The upstream screenshot aliases are `screenshot --full` for full-page capture and `screenshot --annotate` for labeled screenshots. Annotated screenshots can be noisy on dense pages because labels overlap real content; when labels obscure evidence, capture a scoped element screenshot, take a non-annotated screenshot, or use `snapshot -i` high-value refs as the machine-readable map. When a user gives exact artifact paths for screenshots, recordings, downloads, PDFs, traces, or HAR files, use those paths or explicitly report why the artifact was unavailable; do not silently substitute another path in the final report. When the latest prompt names exact required screenshot paths, `close` / `quit` / `exit` can be blocked with `details.promptGuard.reason: "requested-artifacts-missing-before-close"` until those paths appear as verified explicit artifacts.

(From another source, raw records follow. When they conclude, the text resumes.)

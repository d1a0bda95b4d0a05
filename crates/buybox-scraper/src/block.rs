//! Soft-block detection: rate limiting and anti-automation pages.
//!
//! Markers are deliberately narrow. A missed block only costs a wrong
//! `NoOffer`; a false positive would turn a genuine empty-offer page into a
//! retry storm.

/// Case-insensitive markers whose presence alone marks a page as blocked.
const BLOCK_MARKERS: [&str; 3] = [
    "digite os caracteres que você vê",
    "type the characters you see",
    "to discuss automated access",
];

/// Returns `true` when a response looks like a soft block.
///
/// `status` is `None` when no response arrived at all.
#[must_use]
pub fn is_blocked(status: Option<u16>, body: &str) -> bool {
    let Some(status) = status else {
        return true;
    };
    if matches!(status, 429 | 503) {
        return true;
    }

    let lowered = body.to_lowercase();
    if BLOCK_MARKERS.iter().any(|m| lowered.contains(m)) {
        return true;
    }
    lowered.contains("sorry") && lowered.contains("robot")
}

Prefer `download <selector> <path>` when the target element itself is the downloadable link/control. For simple loopback HTML anchors with `href` and a non-ref selector, the wrapper first reads the resolved anchor URL and saves the in-page credentialed response directly to the requested host path, avoiding upstream random-name download spills in local fixture tests; non-loopback/profile downloads still use upstream fallback. Use `click` plus `wait --download [path]` when a previous action starts the download indirectly.

For evidence-only screenshots, QA captures, or audit artifacts, save to an explicit path and branch on `details.artifactVerification` plus `details.artifacts` before reporting PASS/FAIL. Inline image attachments are optional convenience when size limits allow; do not require vision review unless the user asked for visual inspection.

Wrapper result rendering is metadata-first for saved files:
- screenshots return a saved-path summary, visible artifact metadata, structured `details.artifacts` metadata, and an inline image attachment when safe; the visible block includes artifact type, requested path, absolute path, existence, size, cwd, session, and repair/copy status when applicable
- downloads, PDFs, `wait --download` files, `state save` state files, diff screenshot output images, traces, CPU profiles, completed WebM recordings from `record stop`, and path-bearing HAR captures return concise saved-path summaries plus structured `details.artifacts` metadata without inlining large files
- `record start <path>` and `record restart <path>` report that recording started and that output will be written on `record stop`; `details.artifacts` / `details.artifactVerification` mark that future file as `pending` with `recordingState: "openRecording"` and `willExistOnStop: true` instead of reporting a missing file. When `record restart` finalizes a previous wrapper-known recording and that file is now present on disk, the result also includes `Previous recording saved: …` before the new pending recording block. The target may not exist until recording stops, and upstream needs `ffmpeg` on `PATH` at stop time to encode the WebM. If `ffmpeg` is missing after a successful `record start` / `record restart`, the wrapper appends `Recording dependency warning: ffmpeg not found on PATH` and sets `details.recordingDependencyWarning` without blocking the upstream command.
- `batch` keeps each step's artifacts in `details.batchSteps[].artifacts` and aggregates them in top-level `details.artifacts` in step order

`diff screenshot` follows the file-artifact path above for the **diff** image: model-visible text and `details.artifacts` focus on that output, while baseline paths stay out of the artifact summary block, and Pi does **not** auto-inline the diff the way it inlines trusted `screenshot` captures. `state load` may print the loaded path in prose but does not add a saved-file artifact entry the way `state save` does.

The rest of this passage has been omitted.